You can't handle the truth! ("spittle, spittle...")
How else to explain why so few of you have committed to join me in two weeks on "The Million Intruder March"? This is our big chance -- perhaps our only big chance -- to storm the gates of Area 51 and find out once and for all what the government is hiding there. Think of it: one million of us, bravely facing down the guards and demanding access to all the UFOs and aliens and ray guns hidden away inside those hangars... Our sheer numbers would be impossible for the guards to resist; some of them may even join us when they realize they're on the wrong side of history.
We can find out The Truth, folks, once and for all! That is, we coulda found out the truth, but we won't now, because I guess you can't handle the truth, so you've all decided to stay home on September 12th.
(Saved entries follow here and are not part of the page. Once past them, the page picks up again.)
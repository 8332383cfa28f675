// Copyright 2025 the Understory Authors
// SPDX-License-Identifier: Apache-2.0 OR MIT

//! Unit-vector projection of a normalized path, used by the Protractor metric.

use alloc::vec::Vec;

#[cfg(not(feature = "std"))]
use kurbo::common::FloatFuncs as _;
use kurbo::Point;

use crate::error::{DegenerateReason, RecognizeError};

/// Flattens `points` to `[x0, y0, x1, y1, ...]` and divides by the Euclidean
/// norm, so the result has unit magnitude.
///
/// Fails with [`DegenerateReason::ZeroMagnitude`] when every coordinate is
/// zero, which happens for a path collapsed onto the origin.
pub fn vectorize(points: &[Point]) -> Result<Vec<f64>, RecognizeError> {
    let norm = points
        .iter()
        .map(|p| p.x * p.x + p.y * p.y)
        .sum::<f64>()
        .sqrt();
    if norm <= 0.0 || !norm.is_finite() {
        return Err(DegenerateReason::ZeroMagnitude.into());
    }
    Ok(points
        .iter()
        .flat_map(|p| [p.x / norm, p.y / norm])
        .collect())
}

/// Euclidean norm of a flattened vector.
pub fn magnitude(vector: &[f64]) -> f64 {
    vector.iter().map(|v| v * v).sum::<f64>().sqrt()
}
Buy why? Why can't you handle the truth? I'd really like to know. Do you want to keep on telling yourself, "Hey, UFOs are cool and all, but maybe they're actually not real"? Is that what it is? You need to keep clinging to that flimsy hope that maybe the government and my Uncle Bxx are telling the truth and there's nothing extraterrestrial at all at Area 51, so you can keep sleeping at night? Well, I've got news for you: by not joining me on this great adventure, you're going to sleep even worse. And you will never be able to prove that that car alarm going off continuously outside your bedroom window had anything to do with me.
You know what I'll have to do now, thanks to you? Now I'll have to get all those t-shirts changed from saying "2012" to "2013."
Because I'm not giving up. I'll find another million people who will join me, and we'll gather in Nevada a year and two weeks from now, on September 19th, 2013, and we will do this!
Mark your calendar: this is when the UFO mystery will finally be solved.